From the entries below, output the line with "forget the token" and each following line up to and including the line with "pub async fn sign_out(config: Config, mode: Mode)", exactly as written.

_AVAILABLE RECORDS_.
>>
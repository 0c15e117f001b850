//! Sign-in command handlers.
//!
//! - `tracpro connect` - Sign in, then bind, resume or create the expense spreadsheet
//! - `tracpro sign-out` - Revoke and forget the token
//! - `tracpro whoami` - Show the signed-in user

use crate::app::App;
use crate::commands::{with_warning, Out};
use crate::model::{Document, Profile};
use crate::{Config, Mode, Result};

/// Handles the `tracpro connect` command.
///
/// This is the ONLY command that opens the Google consent page. A fresh token is requested every
/// time, even if one is cached.
pub async fn connect(config: Config, mode: Mode) -> Result<Out<Document>> {
    let mut app = App::new(config, mode).await?;
    let outcome = app.connect().await?;
    let who = app
        .view()
        .user
        .as_ref()
        .map(|u| format!(" as {}", u.email))
        .unwrap_or_default();
    let document = outcome.value();
    let message = with_warning(
        format!(
            "Signed in{who} and connected to '{}'\n{}",
            document.name, document.url
        ),
        &outcome,
    );
    Ok(Out::new(message, outcome.into_value()))
}

/// Handles the `tracpro sign-out` command. The token is forgotten even if Google cannot be reached
/// to revoke it.
pub async fn sign_out(config: Config, mode: Mode) -> Result<Out<()>> {
    let mut app = App::new(config, mode).await?;
    let outcome = app.sign_out().await?;
    Ok(with_warning("Signed out".to_string(), &outcome).into())
}

/// Handles the `tracpro whoami` command.
pub async fn whoami(config: Config, mode: Mode) -> Result<Out<Profile>> {
    let mut app = App::new(config, mode).await?;
    let profile = app.whoami().await?;
    let message = match &profile.name {
        Some(name) => format!("Signed in as {name} <{}>", profile.email),
        None => format!("Signed in as {}", profile.email),
    };
    Ok(Out::new(message, profile))
}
<<
_ANSWER_.
//! - `tracpro sign-out` - Revoke and forget the token
//! - `tracpro whoami` - Show the signed-in user

use crate::app::App;
use crate::commands::{with_warning, Out};
use crate::model::{Document, Profile};
use crate::{Config, Mode, Result};

/// Handles the `tracpro connect` command.
///
/// This is the ONLY command that opens the Google consent page. A fresh token is requested every
/// time, even if one is cached.
pub async fn connect(config: Config, mode: Mode) -> Result<Out<Document>> {
    let mut app = App::new(config, mode).await?;
    let outcome = app.connect().await?;
    let who = app
        .view()
        .user
        .as_ref()
        .map(|u| format!(" as {}", u.email))
        .unwrap_or_default();
    let document = outcome.value();
    let message = with_warning(
        format!(
            "Signed in{who} and connected to '{}'\n{}",
            document.name, document.url
        ),
        &outcome,
    );
    Ok(Out::new(message, outcome.into_value()))
}

/// Handles the `tracpro sign-out` command. The token is forgotten even if Google cannot be reached
/// to revoke it.
pub async fn sign_out(config: Config, mode: Mode) -> Result<Out<()>> {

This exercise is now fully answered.